New law shakes up elver fishery

An emergency bill outlawing cash transactions between elver harvesters and elver buyers went into effect Tuesday.

ELLSWORTH — The bell began to toll earlier this week for a wild west aspect of the state’s elver fishery.

On April 10, the Legislature passed LD 632, an emergency bill that outlawed cash transactions between elver harvesters and elver buyers and criminalized most violations of the elver fishing laws. The law went into effect at 12:01 a.m. on Tuesday.

Reaction to the no-cash rule among dealers and harvesters was mostly positive.

Earlier this month, dealers were paying harvesters as much as $2,000 a pound for elvers. Virtually all of those transactions were completed in cash, many of them at night in the remote parking areas where elver dealers frequently do business.

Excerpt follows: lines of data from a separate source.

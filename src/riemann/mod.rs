//! Riemann solvers in wave-propagation form.
//!
//! Every solver decomposes the jump between two states into waves and
//! splits it into left-going and right-going fluctuations:
//! - [`Advection`]: scalar linear advection
//! - [`Burgers`]: inviscid Burgers with a transonic entropy fix
//! - [`Acoustics`]: linear acoustics (pressure, velocity)
//! - [`ShallowWaterRoe`]: shallow water with Roe averages
//!
//! [`solve_interfaces`] runs a solver over a whole row of interfaces and is
//! shared by the wave-based reconstruction and the flux assembler.

mod acoustics;
mod advection;
mod burgers;
mod shallow_water;
pub mod traits;

pub use acoustics::Acoustics;
pub use advection::Advection;
pub use burgers::Burgers;
pub use shallow_water::ShallowWaterRoe;
pub use traits::{
    BoxedRiemannSolver, InterfaceFan, RiemannPairs, RiemannSolver, WaveFan, solve_interfaces,
};
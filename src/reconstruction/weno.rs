//! Fifth-order WENO reconstruction of interface values.
//!
//! Uses the Jiang-Shu smoothness indicators written in terms of
//! first differences. For the right edge of cell i, with
//! D_j = q_{j+1} - q_j:
//!
//! q_{i+1/2} = q_i + (D_{i-1} + 6 D_i - D_{i+1}) / 12
//!             - phi(D_{i-2}, D_{i-1}, D_i, D_{i+1})
//!
//! where phi is the nonlinear correction to the fourth-order central value.
//! With the ideal weights (1, 6, 3) / 10 this reduces to the linear
//! stencil (2, -13, 47, 27, -3) / 60. The left edge is the mirror image.
//!
//! # References
//! - Jiang & Shu (1996), "Efficient implementation of weighted ENO schemes"
//! - Ketcheson, Parsani & LeVeque (2013), "High-order wave propagation algorithms"

use crate::error::SolverError;
use crate::riemann::{RiemannPairs, RiemannSolver, solve_interfaces};
use crate::solver::Field;

use super::InterfaceStates;

/// Regularization of the smoothness indicators.
pub const WENO_EPSILON: f64 = 1e-36;

/// Half-width of the WENO5 stencil.
const HALF_STENCIL: usize = 2;

/// Nonlinear WENO correction.
///
/// Arguments are four consecutive differences ordered away from the edge
/// being reconstructed, the last one lying across the edge.
#[inline]
fn weno_correction(a: f64, b: f64, c: f64, d: f64) -> f64 {
    let is0 = 13.0 * (a - b).powi(2) + 3.0 * (a - 3.0 * b).powi(2);
    let is1 = 13.0 * (b - c).powi(2) + 3.0 * (b + c).powi(2);
    let is2 = 13.0 * (c - d).powi(2) + 3.0 * (3.0 * c - d).powi(2);

    let alpha0 = 1.0 / (WENO_EPSILON + is0).powi(2);
    let alpha1 = 6.0 / (WENO_EPSILON + is1).powi(2);
    let alpha2 = 3.0 / (WENO_EPSILON + is2).powi(2);
    let sum = alpha0 + alpha1 + alpha2;

    let omega0 = alpha0 / sum;
    let omega2 = alpha2 / sum;

    omega0 * (a - 2.0 * b + c) / 3.0 + (omega2 - 0.5) * (b - 2.0 * c + d) / 6.0
}

/// Range of cells whose five-point stencil fits in an array of n cells.
#[inline]
fn interior(n: usize) -> std::ops::Range<usize> {
    HALF_STENCIL..n.saturating_sub(HALF_STENCIL).max(HALF_STENCIL)
}

/// Component-wise WENO5 reconstruction.
///
/// Cells within two cells of either end keep their cell average.
pub fn weno5(q: &Field) -> InterfaceStates {
    let mut left = q.clone();
    let mut right = q.clone();
    let (n, me) = (q.n_cells, q.n_eqn);

    let mut diff = vec![0.0; n.saturating_sub(1)];
    for m in 0..me {
        for (j, d) in diff.iter_mut().enumerate() {
            *d = q.cell(j + 1)[m] - q.cell(j)[m];
        }

        for i in interior(n) {
            let qi = q.cell(i)[m];
            let (dm2, dm1, d0, dp1) = (diff[i - 2], diff[i - 1], diff[i], diff[i + 1]);

            right.cell_mut(i)[m] =
                qi + (dm1 + 6.0 * d0 - dp1) / 12.0 - weno_correction(dm2, dm1, d0, dp1);
            left.cell_mut(i)[m] =
                qi - (d0 + 6.0 * dm1 - dm2) / 12.0 + weno_correction(dp1, d0, dm1, dm2);
        }
    }

    InterfaceStates { left, right }
}

/// Wave-based WENO5 reconstruction.
///
/// A Riemann sweep over adjacent cells yields the waves at every interface.
/// For each family the neighbouring waves are projected onto the wave at
/// the edge being reconstructed, WENO5 is applied to those scalar
/// projections and the result is added along the edge wave. Zero waves
/// contribute nothing.
pub fn weno5_wave<R: RiemannSolver + ?Sized>(
    q: &Field,
    aux: Option<&Field>,
    rp: &R,
) -> Result<InterfaceStates, SolverError> {
    let fan = solve_interfaces(rp, &RiemannPairs::adjacent(q, q, aux))?;
    let mut left = q.clone();
    let mut right = q.clone();

    // Projection of wave p at interface k onto the reference wave
    let theta = |k: usize, p: usize, reference: &[f64], norm2: f64| -> f64 {
        let w = fan.wave(k, p);
        w.iter().zip(reference).map(|(a, b)| a * b).sum::<f64>() / norm2
    };

    for i in interior(q.n_cells) {
        for p in 0..fan.num_waves {
            // Right edge of cell i is interface i
            let w_ref = fan.wave(i, p);
            let norm2: f64 = w_ref.iter().map(|w| w * w).sum();
            if norm2 > 0.0 {
                let (tm2, tm1, tp1) = (
                    theta(i - 2, p, w_ref, norm2),
                    theta(i - 1, p, w_ref, norm2),
                    theta(i + 1, p, w_ref, norm2),
                );
                let coeff = (tm1 + 6.0 - tp1) / 12.0 - weno_correction(tm2, tm1, 1.0, tp1);
                for (r, w) in right.cell_mut(i).iter_mut().zip(w_ref) {
                    *r += coeff * w;
                }
            }

            // Left edge of cell i is interface i - 1
            let w_ref = fan.wave(i - 1, p);
            let norm2: f64 = w_ref.iter().map(|w| w * w).sum();
            if norm2 > 0.0 {
                let (tm2, t0, tp1) = (
                    theta(i - 2, p, w_ref, norm2),
                    theta(i, p, w_ref, norm2),
                    theta(i + 1, p, w_ref, norm2),
                );
                let coeff = -(t0 + 6.0 - tm2) / 12.0 + weno_correction(tp1, t0, 1.0, tm2);
                for (l, w) in left.cell_mut(i).iter_mut().zip(w_ref) {
                    *l += coeff * w;
                }
            }
        }
    }

    Ok(InterfaceStates { left, right })
}

#[cfg(test)]
mod tests {
    use super::*;
    use crate::riemann::{Acoustics, Advection};

    /// Cell averages of exp(x) on [0, 1].
    fn exp_averages(n: usize) -> Field {
        let dx = 1.0 / n as f64;
        Field::from_fn(n, 1, |i, s| {
            let (a, b) = (i as f64 * dx, (i + 1) as f64 * dx);
            s[0] = (b.exp() - a.exp()) / dx;
        })
    }

    fn max_edge_error(n: usize) -> f64 {
        let dx = 1.0 / n as f64;
        let states = weno5(&exp_averages(n));
        let mut err: f64 = 0.0;
        for i in 2..n - 2 {
            let right_exact = ((i + 1) as f64 * dx).exp();
            let left_exact = (i as f64 * dx).exp();
            err = err.max((states.right.cell(i)[0] - right_exact).abs());
            err = err.max((states.left.cell(i)[0] - left_exact).abs());
        }
        err
    }

    #[test]
    fn test_weno5_linear_data_exact() {
        let q = Field::from_fn(10, 1, |i, s| s[0] = 2.0 * i as f64 - 3.0);
        let states = weno5(&q);

        for i in 2..8 {
            let qi = q.cell(i)[0];
            assert!((states.right.cell(i)[0] - (qi + 1.0)).abs() < 1e-12);
            assert!((states.left.cell(i)[0] - (qi - 1.0)).abs() < 1e-12);
        }
    }

    #[test]
    fn test_weno5_constant_state() {
        let q = Field::constant(8, &[1.5, -0.5]);
        let states = weno5(&q);
        assert_eq!(states.left, q);
        assert_eq!(states.right, q);
    }

    #[test]
    fn test_weno5_boundary_cells_keep_average() {
        let q = Field::from_fn(7, 1, |i, s| s[0] = (i * i) as f64);
        let states = weno5(&q);
        for i in [0, 1, 5, 6] {
            assert_eq!(states.left.cell(i), q.cell(i));
            assert_eq!(states.right.cell(i), q.cell(i));
        }
    }

    #[test]
    fn test_weno5_fifth_order() {
        let e1 = max_edge_error(20);
        let e2 = max_edge_error(40);
        let order = (e1 / e2).log2();
        assert!(order > 4.5, "observed order {order}");
    }

    #[test]
    fn test_weno5_no_new_extrema_at_step() {
        let q = Field::from_fn(12, 1, |i, s| s[0] = if i < 6 { 1.0 } else { 0.0 });
        let states = weno5(&q);
        for i in 0..12 {
            for v in [states.left.cell(i)[0], states.right.cell(i)[0]] {
                assert!(v > -1e-8 && v < 1.0 + 1e-8, "cell {i}: {v}");
            }
        }
    }

    #[test]
    fn test_wave_based_matches_componentwise_for_advection() {
        let q = Field::from_fn(16, 1, |i, s| s[0] = (0.4 * i as f64).sin());
        let component = weno5(&q);
        let wave = weno5_wave(&q, None, &Advection::new(1.0)).unwrap();

        for i in 0..16 {
            assert!((component.left.cell(i)[0] - wave.left.cell(i)[0]).abs() < 1e-12);
            assert!((component.right.cell(i)[0] - wave.right.cell(i)[0]).abs() < 1e-12);
        }
    }

    #[test]
    fn test_wave_based_linear_acoustics_exact() {
        // Linear data: every wave is the same, so the edge value is q +- W/2
        let q = Field::from_fn(9, 2, |i, s| {
            s[0] = 1.0 + 0.5 * i as f64;
            s[1] = -0.25 * i as f64;
        });
        let states = weno5_wave(&q, None, &Acoustics::new(1.0, 1.0)).unwrap();

        for i in 2..7 {
            let qi = q.cell(i);
            assert!((states.right.cell(i)[0] - (qi[0] + 0.25)).abs() < 1e-12);
            assert!((states.right.cell(i)[1] - (qi[1] - 0.125)).abs() < 1e-12);
            assert!((states.left.cell(i)[0] - (qi[0] - 0.25)).abs() < 1e-12);
            assert!((states.left.cell(i)[1] - (qi[1] + 0.125)).abs() < 1e-12);
        }
    }
}
//! Core solution containers.

mod field;
mod solution;

pub use field::Field;
pub use solution::Solution;
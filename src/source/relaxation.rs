//! Linear relaxation towards a fixed state.
//!
//! psi(q) = rate * (target - q)
//!
//! Useful as damping (target = background state) and as the simplest stiff
//! source for testing the splitting.

use crate::error::SolverError;
use crate::solver::Field;

use super::SourceTerm;

/// Relaxation of every component towards `target` at a constant rate.
#[derive(Clone, Debug)]
pub struct Relaxation {
    /// Relaxation rate (1/time)
    pub rate: f64,
    /// Target state vector
    pub target: Vec<f64>,
}

impl Relaxation {
    /// Create a new relaxation source.
    pub fn new(rate: f64, target: Vec<f64>) -> Self {
        Self { rate, target }
    }
}

impl SourceTerm for Relaxation {
    fn increment(
        &self,
        q: &Field,
        _aux: Option<&Field>,
        _t: f64,
        dt: f64,
    ) -> Result<Field, SolverError> {
        if self.target.len() != q.n_eqn {
            return Err(SolverError::dimension_mismatch(
                format!("{} target components", q.n_eqn),
                format!("{}", self.target.len()),
            ));
        }

        let c = dt * self.rate;
        Ok(Field::from_fn(q.n_cells, q.n_eqn, |i, out| {
            for ((o, &qm), &target) in out.iter_mut().zip(q.cell(i)).zip(&self.target) {
                *o = c * (target - qm);
            }
        }))
    }

    fn name(&self) -> &'static str {
        "relaxation"
    }
}
//! Per-target staging locks.
//!
//! Two invocations building the same target would race on its staged output,
//! so the build-and-stage step for a target runs under an exclusive advisory
//! lock on `<root>/.stagebin/locks/<name>.lock`. The lock covers only that one
//! target: builds of different targets never wait on each other.

use std::fs::{File, OpenOptions};
use std::io::{self, Read, Write};
use std::path::{Path, PathBuf};
use std::time::{SystemTime, UNIX_EPOCH};

use serde::{Deserialize, Serialize};
use tracing::{debug, info};

use crate::error::LockError;

#[derive(Debug, Serialize, Deserialize)]
pub struct LockMetadata {
  pub version: u32,
  pub pid: u32,
  pub started_at_unix: u64,
  pub target: String,
}

/// Held while a target's artifact is being built and staged. Released on drop.
#[derive(Debug)]
pub struct StagingLock {
  file: File,
  lock_path: PathBuf,
}

impl StagingLock {
  /// Block until the lock for `target` is held.
  pub fn acquire(lock_dir: &Path, target: &str) -> Result<Self, LockError> {
    std::fs::create_dir_all(lock_dir).map_err(|source| LockError::CreateDir {
      path: lock_dir.to_path_buf(),
      source,
    })?;

    let lock_path = lock_dir.join(format!("{target}.lock"));
    let file = OpenOptions::new()
      .read(true)
      .write(true)
      .create(true)
      .truncate(false)
      .open(&lock_path)
      .map_err(|source| LockError::OpenFile {
        path: lock_path.clone(),
        source,
      })?;

    let lock_failed = |source| LockError::LockFailed {
      path: lock_path.clone(),
      source,
    };

    match try_lock(&file) {
      Ok(()) => {}
      Err(e) if e.kind() == io::ErrorKind::WouldBlock => {
        match read_metadata_from(&lock_path) {
          Some(holder) => info!(target, pid = holder.pid, "waiting for another build of this target"),
          None => info!(target, "waiting for another build of this target"),
        }
        lock_blocking(&file).map_err(lock_failed)?;
      }
      Err(e) => return Err(lock_failed(e)),
    }

    write_metadata(&file, target).map_err(lock_failed)?;
    debug!(target, path = %lock_path.display(), "acquired staging lock");

    Ok(Self { file, lock_path })
  }

  /// Acquire from async code without blocking the runtime's worker threads.
  pub async fn acquire_async(lock_dir: PathBuf, target: String) -> Result<Self, LockError> {
    let path = lock_dir.join(format!("{target}.lock"));
    tokio::task::spawn_blocking(move || Self::acquire(&lock_dir, &target))
      .await
      .map_err(|_| LockError::Cancelled(path))?
  }

  pub fn lock_path(&self) -> &Path {
    &self.lock_path
  }

  /// Reads the lock metadata through the held handle.
  ///
  /// Opening a second handle would fail on Windows, where locks are mandatory.
  pub fn read_metadata(&self) -> io::Result<LockMetadata> {
    use std::io::{Seek, SeekFrom};

    let mut file = &self.file;
    file.seek(SeekFrom::Start(0))?;
    let mut contents = String::new();
    file.read_to_string(&mut contents)?;
    serde_json::from_str(&contents).map_err(io::Error::other)
  }
}

fn write_metadata(file: &File, target: &str) -> io::Result<()> {
  let metadata = LockMetadata {
    version: 1,
    pid: std::process::id(),
    started_at_unix: SystemTime::now()
      .duration_since(UNIX_EPOCH)
      .unwrap_or_default()
      .as_secs(),
    target: target.to_string(),
  };

  file.set_len(0)?;
  let mut writer = io::BufWriter::new(file);
  serde_json::to_writer_pretty(&mut writer, &metadata).map_err(io::Error::other)?;
  writer.flush()
}

fn read_metadata_from(lock_path: &Path) -> Option<LockMetadata> {
  let mut contents = String::new();
  File::open(lock_path).ok()?.read_to_string(&mut contents).ok()?;
  serde_json::from_str(&contents).ok()
}

#[cfg(unix)]
fn try_lock(file: &File) -> io::Result<()> {
  flock(file, rustix::fs::FlockOperation::NonBlockingLockExclusive)
}

#[cfg(unix)]
fn lock_blocking(file: &File) -> io::Result<()> {
  flock(file, rustix::fs::FlockOperation::LockExclusive)
}

#[cfg(unix)]
fn flock(file: &File, operation: rustix::fs::FlockOperation) -> io::Result<()> {
  use std::os::unix::io::AsFd;

  rustix::fs::flock(file.as_fd(), operation).map_err(|e| io::Error::from_raw_os_error(e.raw_os_error()))
}

#[cfg(windows)]
fn try_lock(file: &File) -> io::Result<()> {
  use windows_sys::Win32::Storage::FileSystem::{LOCKFILE_EXCLUSIVE_LOCK, LOCKFILE_FAIL_IMMEDIATELY};

  lock_file_ex(file, LOCKFILE_FAIL_IMMEDIATELY | LOCKFILE_EXCLUSIVE_LOCK).map_err(|e| {
    // ERROR_LOCK_VIOLATION
    if e.raw_os_error() == Some(33) {
      io::Error::from(io::ErrorKind::WouldBlock)
    } else {
      e
    }
  })
}

#[cfg(windows)]
fn lock_blocking(file: &File) -> io::Result<()> {
  use windows_sys::Win32::Storage::FileSystem::LOCKFILE_EXCLUSIVE_LOCK;

  lock_file_ex(file, LOCKFILE_EXCLUSIVE_LOCK)
}

#[cfg(windows)]
fn lock_file_ex(file: &File, flags: u32) -> io::Result<()> {
  use std::os::windows::io::AsRawHandle;
  use windows_sys::Win32::Foundation::HANDLE;
  use windows_sys::Win32::Storage::FileSystem::LockFileEx;

  let handle = file.as_raw_handle() as HANDLE;

  // SAFETY: OVERLAPPED is a plain data struct that is valid when zero-initialized.
  // LockFileEx is safe to call with a valid file handle and zeroed OVERLAPPED.
  let result = unsafe {
    let mut overlapped = std::mem::zeroed();
    LockFileEx(handle, flags, 0, 1, 0, &mut overlapped)
  };

  if result == 0 {
    Err(io::Error::last_os_error())
  } else {
    Ok(())
  }
}
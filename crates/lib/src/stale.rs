//! Rebuild decision.
//!
//! A target is stale when its staged artifact is missing, or when any file in
//! its dependency set was modified strictly after the artifact. Equal
//! timestamps count as fresh: on filesystems with coarse timestamp resolution
//! a build that finishes in the same tick as the last edit is not redone.

use std::fs;
use std::io;
use std::path::{Path, PathBuf};

use serde::Serialize;
use tracing::{debug, warn};

use crate::deps::DependencySet;
use crate::error::ConfigError;
use crate::workspace::{BuildTarget, Workspace};

#[derive(Debug, Clone, PartialEq, Eq, Serialize)]
#[serde(tag = "state", rename_all = "lowercase")]
pub enum Staleness {
  /// The staged artifact does not exist.
  Missing,
  /// `newest` was modified after the staged artifact.
  Outdated { newest: PathBuf },
  /// Nothing changed since the artifact was staged.
  Fresh,
}

impl Staleness {
  /// Compare a dependency set against the artifact at `output`.
  pub fn of(deps: &DependencySet, output: &Path) -> Self {
    let artifact_time = match fs::metadata(output).and_then(|m| m.modified()) {
      Ok(time) => time,
      Err(e) => {
        if e.kind() != io::ErrorKind::NotFound {
          warn!(path = %output.display(), error = %e, "cannot read artifact timestamp, treating as missing");
        }
        return Staleness::Missing;
      }
    };

    match deps.newest() {
      Some(newest) if newest.modified > artifact_time => Staleness::Outdated {
        newest: newest.path.clone(),
      },
      _ => Staleness::Fresh,
    }
  }

  pub fn is_stale(&self) -> bool {
    !matches!(self, Staleness::Fresh)
  }

  pub fn label(&self) -> &'static str {
    match self {
      Staleness::Missing => "missing",
      Staleness::Outdated { .. } => "outdated",
      Staleness::Fresh => "fresh",
    }
  }
}

/// Enumerate `target`'s dependencies and compare them against its staged artifact.
///
/// Configuration problems (missing directories, no sources) are reported
/// even when the artifact is absent.
pub fn staleness(ws: &Workspace, target: &BuildTarget) -> Result<Staleness, ConfigError> {
  let deps = DependencySet::collect(ws, target)?;
  let state = Staleness::of(&deps, &target.output);
  debug!(target = %target.name, state = state.label(), "checked staleness");
  Ok(state)
}

/// Whether `target` must be rebuilt.
pub fn needs_rebuild(ws: &Workspace, target: &BuildTarget) -> Result<bool, ConfigError> {
  staleness(ws, target).map(|s| s.is_stale())
}
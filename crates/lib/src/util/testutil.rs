//! Test utilities for stagebin-lib.
//!
//! `FakeWorkspace` lays out a throwaway multi-program workspace in a temp
//! directory, and `fake_cargo` writes a shell script standing in for the
//! toolchain so pipeline tests never run a real compiler.

use std::cell::RefCell;
use std::fs::File;
use std::path::{Path, PathBuf};
use std::time::{Duration, SystemTime, UNIX_EPOCH};

use tempfile::TempDir;
use walkdir::WalkDir;

use crate::consts::CONFIG_FILENAME;
use crate::workspace::Workspace;

/// Set a file's modification time to `secs` after the Unix epoch.
pub fn set_mtime(path: &Path, secs: u64) {
  let file = File::options().write(true).open(path).unwrap();
  file.set_modified(UNIX_EPOCH + Duration::from_secs(secs)).unwrap();
}

pub fn mtime(path: &Path) -> SystemTime {
  std::fs::metadata(path).unwrap().modified().unwrap()
}

pub struct FakeWorkspace {
  _temp: TempDir,
  root: PathBuf,
  config: RefCell<String>,
}

impl FakeWorkspace {
  pub fn new() -> Self {
    let temp = TempDir::new().unwrap();
    let root = dunce::canonicalize(temp.path()).unwrap();
    let fake = Self {
      _temp: temp,
      root,
      config: RefCell::new(String::new()),
    };
    fake.write("Cargo.toml", "[workspace]\nmembers = [\"bin/*\"]\n");
    fake
  }

  pub fn root(&self) -> &Path {
    &self.root
  }

  pub fn path(&self, relative: &str) -> PathBuf {
    self.root.join(relative)
  }

  /// Write a file relative to the workspace root, creating parent directories.
  pub fn write(&self, relative: &str, content: &str) {
    let path = self.path(relative);
    if let Some(parent) = path.parent() {
      std::fs::create_dir_all(parent).unwrap();
    }
    std::fs::write(&path, content).unwrap();
  }

  /// Declare a target at `bin/<name>` with a manifest and a `src/main.rs`.
  pub fn add_target(&self, name: &str, shared: &[&str]) {
    self.add_package_target(name, name, shared);
  }

  /// Declare a target whose binary `name` lives in a package named `package`.
  pub fn add_package_target(&self, name: &str, package: &str, shared: &[&str]) {
    self.write(
      &format!("bin/{name}/Cargo.toml"),
      &format!("[package]\nname = \"{package}\"\nversion = \"0.1.0\"\n"),
    );
    self.write(&format!("bin/{name}/src/main.rs"), "fn main() {}\n");

    let shared = shared.iter().map(|s| format!("\"{s}\"")).collect::<Vec<_>>().join(", ");
    let mut config = self.config.borrow_mut();
    config.push_str(&format!("\n[[target]]\nname = \"{name}\"\npath = \"bin/{name}\"\nshared = [{shared}]\n"));
    if package != name {
      config.push_str(&format!("package = \"{package}\"\n"));
    }
    std::fs::write(self.path(CONFIG_FILENAME), config.as_str()).unwrap();
  }

  /// Set every source and manifest file in the workspace to the same mtime.
  pub fn touch_all(&self, secs: u64) {
    for entry in WalkDir::new(&self.root).into_iter().filter_map(|e| e.ok()) {
      let rel = entry.path().strip_prefix(&self.root).unwrap();
      let generated = rel.starts_with("target") || rel.starts_with(".stagebin") || rel.starts_with("toolchain");
      if entry.file_type().is_file() && !generated {
        set_mtime(entry.path(), secs);
      }
    }
  }

  pub fn load(&self) -> Workspace {
    Workspace::load(&self.root).unwrap()
  }
}

/// Writes a stand-in for `cargo build` into `<root>/toolchain/cargo`.
///
/// The script records each invocation in `toolchain/invocations.log`, fails
/// with exit code 101 for any package that has a `toolchain/fail-<package>`
/// marker, and otherwise writes `<CARGO_TARGET_DIR>/<triple>/release/<bin>`.
#[cfg(unix)]
pub fn fake_cargo(root: &Path) -> PathBuf {
  use std::os::unix::fs::PermissionsExt;

  const SCRIPT: &str = r#"#!/bin/sh
dir="$(cd "$(dirname "$0")" && pwd)"
triple=""
package=""
bin=""
while [ $# -gt 0 ]; do
  case "$1" in
    --target) triple="$2"; shift 2 ;;
    --package) package="$2"; shift 2 ;;
    --bin) bin="$2"; shift 2 ;;
    *) shift ;;
  esac
done
echo "$package $triple ${RUSTFLAGS:-}" >> "$dir/invocations.log"
if [ -e "$dir/fail-$package" ]; then
  echo "error: could not compile \`$package\`" >&2
  exit 101
fi
out="${CARGO_TARGET_DIR:-target}/$triple/release"
mkdir -p "$out"
printf '#!/bin/sh\necho %s %s\n' "$package" "$(cat "$dir/version-$package" 2>/dev/null || echo 1)" > "$out/${bin:-$package}"
"#;

  let dir = root.join("toolchain");
  std::fs::create_dir_all(&dir).unwrap();
  let path = dir.join("cargo");
  std::fs::write(&path, SCRIPT).unwrap();
  std::fs::set_permissions(&path, std::fs::Permissions::from_mode(0o755)).unwrap();
  path
}

/// Invocations recorded by [`fake_cargo`], one `"<package> <triple> <rustflags>"` line each.
#[cfg(unix)]
pub fn cargo_invocations(root: &Path) -> Vec<String> {
  std::fs::read_to_string(root.join("toolchain").join("invocations.log"))
    .map(|log| log.lines().map(|l| l.trim_end().to_string()).collect())
    .unwrap_or_default()
}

With elver landings steady, if not as large as at this time last year, a lot of cash has been on the street. Last week, one elver dealer said that he had withdrawn $400,000 from his bank on Thursday to pay elver harvesters and would probably withdraw as much again on Friday.

He was prepared for the change in business practices, though. On his desk was a thick, brand new checkbook.

Bill Quinby, an elver buyer from Prospect Harbor, said he thought the switch from cash to checks was “quite workable,” though some of the fishermen he dealt with “like more privacy from Uncle Sam.”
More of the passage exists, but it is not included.